[Stored entries]
■ ■ ■ ■ ■

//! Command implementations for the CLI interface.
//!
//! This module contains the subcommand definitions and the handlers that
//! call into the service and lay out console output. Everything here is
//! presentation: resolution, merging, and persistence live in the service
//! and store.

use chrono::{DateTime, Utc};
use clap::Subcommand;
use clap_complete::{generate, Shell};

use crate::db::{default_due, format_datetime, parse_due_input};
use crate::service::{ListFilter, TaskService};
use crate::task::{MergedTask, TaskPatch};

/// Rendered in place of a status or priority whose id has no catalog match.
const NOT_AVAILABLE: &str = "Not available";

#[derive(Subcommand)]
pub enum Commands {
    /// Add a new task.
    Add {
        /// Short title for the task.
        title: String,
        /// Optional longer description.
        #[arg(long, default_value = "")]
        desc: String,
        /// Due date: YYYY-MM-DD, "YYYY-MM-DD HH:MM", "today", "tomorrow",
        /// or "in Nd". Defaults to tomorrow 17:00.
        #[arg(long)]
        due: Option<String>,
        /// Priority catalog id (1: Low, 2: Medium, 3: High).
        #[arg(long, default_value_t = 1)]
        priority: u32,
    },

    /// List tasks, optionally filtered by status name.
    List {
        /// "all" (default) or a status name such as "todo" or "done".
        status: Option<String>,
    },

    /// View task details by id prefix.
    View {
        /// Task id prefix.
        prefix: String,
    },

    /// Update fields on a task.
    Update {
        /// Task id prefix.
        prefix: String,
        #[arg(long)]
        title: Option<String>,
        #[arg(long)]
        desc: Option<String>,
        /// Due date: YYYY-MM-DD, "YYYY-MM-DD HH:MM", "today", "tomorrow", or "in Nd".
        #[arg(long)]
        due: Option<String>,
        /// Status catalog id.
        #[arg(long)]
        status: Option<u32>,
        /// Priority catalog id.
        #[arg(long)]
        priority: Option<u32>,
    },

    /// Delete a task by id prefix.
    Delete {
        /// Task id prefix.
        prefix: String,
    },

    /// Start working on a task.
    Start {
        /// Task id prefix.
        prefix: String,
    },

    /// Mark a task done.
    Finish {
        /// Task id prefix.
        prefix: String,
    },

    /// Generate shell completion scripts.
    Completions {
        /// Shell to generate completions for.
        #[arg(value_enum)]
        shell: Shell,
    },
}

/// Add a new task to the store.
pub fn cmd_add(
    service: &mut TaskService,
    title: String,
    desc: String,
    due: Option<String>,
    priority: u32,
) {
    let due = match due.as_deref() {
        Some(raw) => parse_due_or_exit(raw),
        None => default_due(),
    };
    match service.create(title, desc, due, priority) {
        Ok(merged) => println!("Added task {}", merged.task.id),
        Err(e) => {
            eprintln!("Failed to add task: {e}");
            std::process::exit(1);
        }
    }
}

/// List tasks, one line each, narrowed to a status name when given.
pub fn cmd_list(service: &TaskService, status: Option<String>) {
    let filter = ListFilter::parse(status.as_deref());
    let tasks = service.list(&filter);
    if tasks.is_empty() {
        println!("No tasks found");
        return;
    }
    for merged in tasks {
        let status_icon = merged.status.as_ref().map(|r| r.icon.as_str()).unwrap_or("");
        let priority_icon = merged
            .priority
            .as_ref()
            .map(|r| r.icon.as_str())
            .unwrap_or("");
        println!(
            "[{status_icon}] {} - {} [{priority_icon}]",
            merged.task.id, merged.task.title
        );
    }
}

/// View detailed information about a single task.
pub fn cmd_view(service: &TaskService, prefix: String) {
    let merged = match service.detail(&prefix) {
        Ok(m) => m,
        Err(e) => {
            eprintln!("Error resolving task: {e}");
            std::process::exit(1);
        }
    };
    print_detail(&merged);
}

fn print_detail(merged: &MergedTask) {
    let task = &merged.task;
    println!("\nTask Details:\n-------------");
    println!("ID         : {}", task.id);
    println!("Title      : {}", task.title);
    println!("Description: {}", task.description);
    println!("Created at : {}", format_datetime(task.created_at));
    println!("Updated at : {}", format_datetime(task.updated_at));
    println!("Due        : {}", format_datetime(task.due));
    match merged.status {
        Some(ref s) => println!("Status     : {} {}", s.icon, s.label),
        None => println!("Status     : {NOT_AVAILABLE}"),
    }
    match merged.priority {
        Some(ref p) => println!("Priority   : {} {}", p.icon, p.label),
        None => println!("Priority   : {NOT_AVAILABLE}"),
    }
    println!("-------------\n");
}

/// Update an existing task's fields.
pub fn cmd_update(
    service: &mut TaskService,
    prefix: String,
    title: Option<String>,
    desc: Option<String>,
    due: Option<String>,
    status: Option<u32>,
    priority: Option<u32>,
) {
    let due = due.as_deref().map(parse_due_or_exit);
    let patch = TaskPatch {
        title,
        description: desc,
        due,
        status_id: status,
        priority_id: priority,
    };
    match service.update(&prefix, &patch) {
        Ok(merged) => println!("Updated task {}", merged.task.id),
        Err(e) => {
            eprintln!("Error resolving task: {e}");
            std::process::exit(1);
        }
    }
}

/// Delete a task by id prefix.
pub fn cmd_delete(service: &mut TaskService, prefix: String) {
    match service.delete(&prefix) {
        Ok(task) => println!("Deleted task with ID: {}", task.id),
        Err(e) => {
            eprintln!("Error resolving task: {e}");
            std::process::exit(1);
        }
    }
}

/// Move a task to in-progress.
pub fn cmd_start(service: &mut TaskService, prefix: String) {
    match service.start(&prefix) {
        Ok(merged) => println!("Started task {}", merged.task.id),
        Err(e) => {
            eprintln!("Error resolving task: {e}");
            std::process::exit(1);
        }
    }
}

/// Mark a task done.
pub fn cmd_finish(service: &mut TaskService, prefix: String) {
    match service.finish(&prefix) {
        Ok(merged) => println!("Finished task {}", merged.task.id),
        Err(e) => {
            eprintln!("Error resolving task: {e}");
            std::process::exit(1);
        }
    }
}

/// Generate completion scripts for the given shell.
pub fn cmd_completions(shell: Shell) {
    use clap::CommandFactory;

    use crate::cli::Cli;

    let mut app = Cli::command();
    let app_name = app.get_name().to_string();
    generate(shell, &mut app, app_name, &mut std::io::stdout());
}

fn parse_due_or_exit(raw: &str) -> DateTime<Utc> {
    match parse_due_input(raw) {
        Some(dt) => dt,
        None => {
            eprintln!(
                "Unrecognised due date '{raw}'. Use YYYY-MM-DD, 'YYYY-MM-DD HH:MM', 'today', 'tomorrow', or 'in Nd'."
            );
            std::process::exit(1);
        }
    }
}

■ ■ ■ ■ ■

Could you copy every line in the records that holds "today"?

        /// Due date: YYYY-MM-DD, "YYYY-MM-DD HH:MM", "today", "tomorrow",
        /// Due date: YYYY-MM-DD, "YYYY-MM-DD HH:MM", "today", "tomorrow", or "in Nd".
                "Unrecognised due date '{raw}'. Use YYYY-MM-DD, 'YYYY-MM-DD HH:MM', 'today', 'tomorrow', or 'in Nd'."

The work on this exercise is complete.